WHAT YOU WILL DO |
Each entry must be restated word for word, with nothing omitted.

[Data records]
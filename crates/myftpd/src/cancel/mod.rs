//! Advisory cancellation of in-flight transfers.
//!
//! `get` and `put` register themselves in a [`CancellationRegistry`] for
//! their duration. A peer may connect to the cancellation port and name a
//! command identifier; a registered command has its liveness flag cleared
//! and its entry removed. Handlers do not poll the flag, so a cancelled
//! transfer still runs to completion.

mod listener;
mod registry;

pub(crate) use self::listener::CancelRequestHandler;
pub use self::registry::{CancellationRegistry, CommandGuard};

pub(crate) const CANCEL_TARGET: &str = concat!(env!("CARGO_PKG_NAME"), "::cancel");
//! Buffered reading of command lines and raw transfer bytes.
//!
//! Both modes share one buffer: bytes received after a line's newline, or
//! after an upload's end marker, stay pending for the next read.

use std::io::{self, Read};

use super::SessionError;
use crate::transport::read_with_retry;

/// Longest accepted command line, newline included.
pub(crate) const MAX_LINE_BYTES: usize = 64 * 1024;

const READ_CHUNK: usize = 4 * 1024;

pub(crate) struct InputBuffer<R> {
    source: R,
    pending: Vec<u8>,
}

impl<R: Read> InputBuffer<R> {
    pub(crate) fn new(source: R) -> Self {
        Self {
            source,
            pending: Vec::new(),
        }
    }

    /// Reads one line with its `\n` or `\r\n` removed. Returns `None` when
    /// the peer closed the stream; an unterminated trailing line is dropped.
    pub(crate) fn read_line(&mut self) -> Result<Option<String>, SessionError> {
        let mut chunk = [0_u8; READ_CHUNK];
        loop {
            if let Some(position) = self.pending.iter().position(|byte| *byte == b'\n') {
                let mut line: Vec<u8> = self.pending.drain(..=position).collect();
                line.pop();
                if line.last() == Some(&b'\r') {
                    line.pop();
                }
                return Ok(Some(String::from_utf8_lossy(&line).into_owned()));
            }
            if self.pending.len() >= MAX_LINE_BYTES {
                return Err(SessionError::LineTooLong {
                    limit: MAX_LINE_BYTES,
                });
            }
            let read = read_with_retry(&mut self.source, &mut chunk)
                .map_err(|source| SessionError::Read { source })?;
            if read == 0 {
                return Ok(None);
            }
            self.pending.extend_from_slice(&chunk[..read]);
        }
    }

    /// Reads raw bytes, serving pending bytes before touching the stream.
    pub(crate) fn read_raw(&mut self, buffer: &mut [u8]) -> io::Result<usize> {
        if self.pending.is_empty() {
            return read_with_retry(&mut self.source, buffer);
        }
        let len = self.pending.len().min(buffer.len());
        buffer[..len].copy_from_slice(&self.pending[..len]);
        self.pending.drain(..len);
        Ok(len)
    }

    /// Returns bytes to the front of the buffer.
    pub(crate) fn unread(&mut self, bytes: &[u8]) {
        self.pending.splice(0..0, bytes.iter().copied());
    }
}

#[cfg(test)]
mod tests {
    use super::*;
    use std::io::Cursor;

    fn buffer(input: &[u8]) -> InputBuffer<Cursor<Vec<u8>>> {
        InputBuffer::new(Cursor::new(input.to_vec()))
    }

    #[test]
    fn splits_pipelined_lines() {
        let mut input = buffer(b"pwd\r\nls\n");
        assert_eq!(input.read_line().expect("first").as_deref(), Some("pwd"));
        assert_eq!(input.read_line().expect("second").as_deref(), Some("ls"));
        assert_eq!(input.read_line().expect("eof"), None);
    }

    #[test]
    fn drops_unterminated_line_at_eof() {
        let mut input = buffer(b"pwd");
        assert_eq!(input.read_line().expect("eof"), None);
    }

    #[test]
    fn rejects_overlong_lines() {
        let mut input = buffer(&vec![b'a'; MAX_LINE_BYTES + 1]);
        let error = input.read_line().expect_err("line too long");
        assert!(matches!(error, SessionError::LineTooLong { .. }));
    }

    #[test]
    fn raw_reads_consume_pending_bytes_first() {
        let mut input = buffer(b"put a\nPAYLOAD");
        assert_eq!(input.read_line().expect("line").as_deref(), Some("put a"));
        let mut raw = [0_u8; 32];
        let read = input.read_raw(&mut raw).expect("raw read");
        assert_eq!(&raw[..read], b"PAYLOAD");
    }

    #[test]
    fn unread_bytes_form_the_next_line() {
        let mut input = buffer(b"");
        input.unread(b"pwd\n");
        assert_eq!(input.read_line().expect("line").as_deref(), Some("pwd"));
    }
}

ANSWER BOX |
filename crates/myftpd/src/cancel/mod.rs
//! Advisory cancellation of in-flight transfers.
//!
//! `get` and `put` register themselves in a [`CancellationRegistry`] for
//! their duration. A peer may connect to the cancellation port and name a
//! command identifier; a registered command has its liveness flag cleared
//! and its entry removed. Handlers do not poll the flag, so a cancelled
//! transfer still runs to completion.

mod listener;
mod registry;

pub(crate) use self::listener::CancelRequestHandler;
pub use self::registry::{CancellationRegistry, CommandGuard};

pub(crate) const CANCEL_TARGET: &str = concat!(env!("CARGO_PKG_NAME"), "::cancel");
//! Buffered reading of command lines and raw transfer bytes.
//!
//! Both modes share one buffer: bytes received after a line's newline, or
//! after an upload's end marker, stay pending for the next read.

use std::io::{self, Read};

use super::SessionError;
use crate::transport::read_with_retry;

/// Longest accepted command line, newline included.
pub(crate) const MAX_LINE_BYTES: usize = 64 * 1024;

const READ_CHUNK: usize = 4 * 1024;

pub(crate) struct InputBuffer<R> {
    source: R,
    pending: Vec<u8>,
}

impl<R: Read> InputBuffer<R> {
    pub(crate) fn new(source: R) -> Self {
        Self {
            source,
            pending: Vec::new(),
        }
    }

    /// Reads one line with its `\n` or `\r\n` removed. Returns `None` when
    /// the peer closed the stream; an unterminated trailing line is dropped.
    pub(crate) fn read_line(&mut self) -> Result<Option<String>, SessionError> {
        let mut chunk = [0_u8; READ_CHUNK];
        loop {
            if let Some(position) = self.pending.iter().position(|byte| *byte == b'\n') {
                let mut line: Vec<u8> = self.pending.drain(..=position).collect();
                line.pop();
                if line.last() == Some(&b'\r') {
                    line.pop();
                }
                return Ok(Some(String::from_utf8_lossy(&line).into_owned()));
            }
            if self.pending.len() >= MAX_LINE_BYTES {
                return Err(SessionError::LineTooLong {
                    limit: MAX_LINE_BYTES,
                });
            }
            let read = read_with_retry(&mut self.source, &mut chunk)
                .map_err(|source| SessionError::Read { source })?;
            if read == 0 {
                return Ok(None);
            }
            self.pending.extend_from_slice(&chunk[..read]);
        }
    }

    /// Reads raw bytes, serving pending bytes before touching the stream.
    pub(crate) fn read_raw(&mut self, buffer: &mut [u8]) -> io::Result<usize> {
        if self.pending.is_empty() {
            return read_with_retry(&mut self.source, buffer);
        }
        let len = self.pending.len().min(buffer.len());
        buffer[..len].copy_from_slice(&self.pending[..len]);
        self.pending.drain(..len);
        Ok(len)
    }

    /// Returns bytes to the front of the buffer.
    pub(crate) fn unread(&mut self, bytes: &[u8]) {
        self.pending.splice(0..0, bytes.iter().copied());
    }
}

#[cfg(test)]
mod tests {
    use super::*;
    use std::io::Cursor;

    fn buffer(input: &[u8]) -> InputBuffer<Cursor<Vec<u8>>> {
        InputBuffer::new(Cursor::new(input.to_vec()))
    }

    #[test]
    fn splits_pipelined_lines() {
        let mut input = buffer(b"pwd\r\nls\n");
        assert_eq!(input.read_line().expect("first").as_deref(), Some("pwd"));
        assert_eq!(input.read_line().expect("second").as_deref(), Some("ls"));
        assert_eq!(input.read_line().expect("eof"), None);
    }

    #[test]
    fn drops_unterminated_line_at_eof() {
        let mut input = buffer(b"pwd");
        assert_eq!(input.read_line().expect("eof"), None);
    }

    #[test]
    fn rejects_overlong_lines() {
        let mut input = buffer(&vec![b'a'; MAX_LINE_BYTES + 1]);
        let error = input.read_line().expect_err("line too long");
        assert!(matches!(error, SessionError::LineTooLong { .. }));
    }

    #[test]
    fn raw_reads_consume_pending_bytes_first() {
        let mut input = buffer(b"put a\nPAYLOAD");
        assert_eq!(input.read_line().expect("line").as_deref(), Some("put a"));
        let mut raw = [0_u8; 32];
        let read = input.read_raw(&mut raw).expect("raw read");
        assert_eq!(&raw[..read], b"PAYLOAD");
    }

    #[test]
    fn unread_bytes_form_the_next_line() {
        let mut input = buffer(b"");
        input.unread(b"pwd\n");
        assert_eq!(input.read_line().expect("line").as_deref(), Some("pwd"));
    }
}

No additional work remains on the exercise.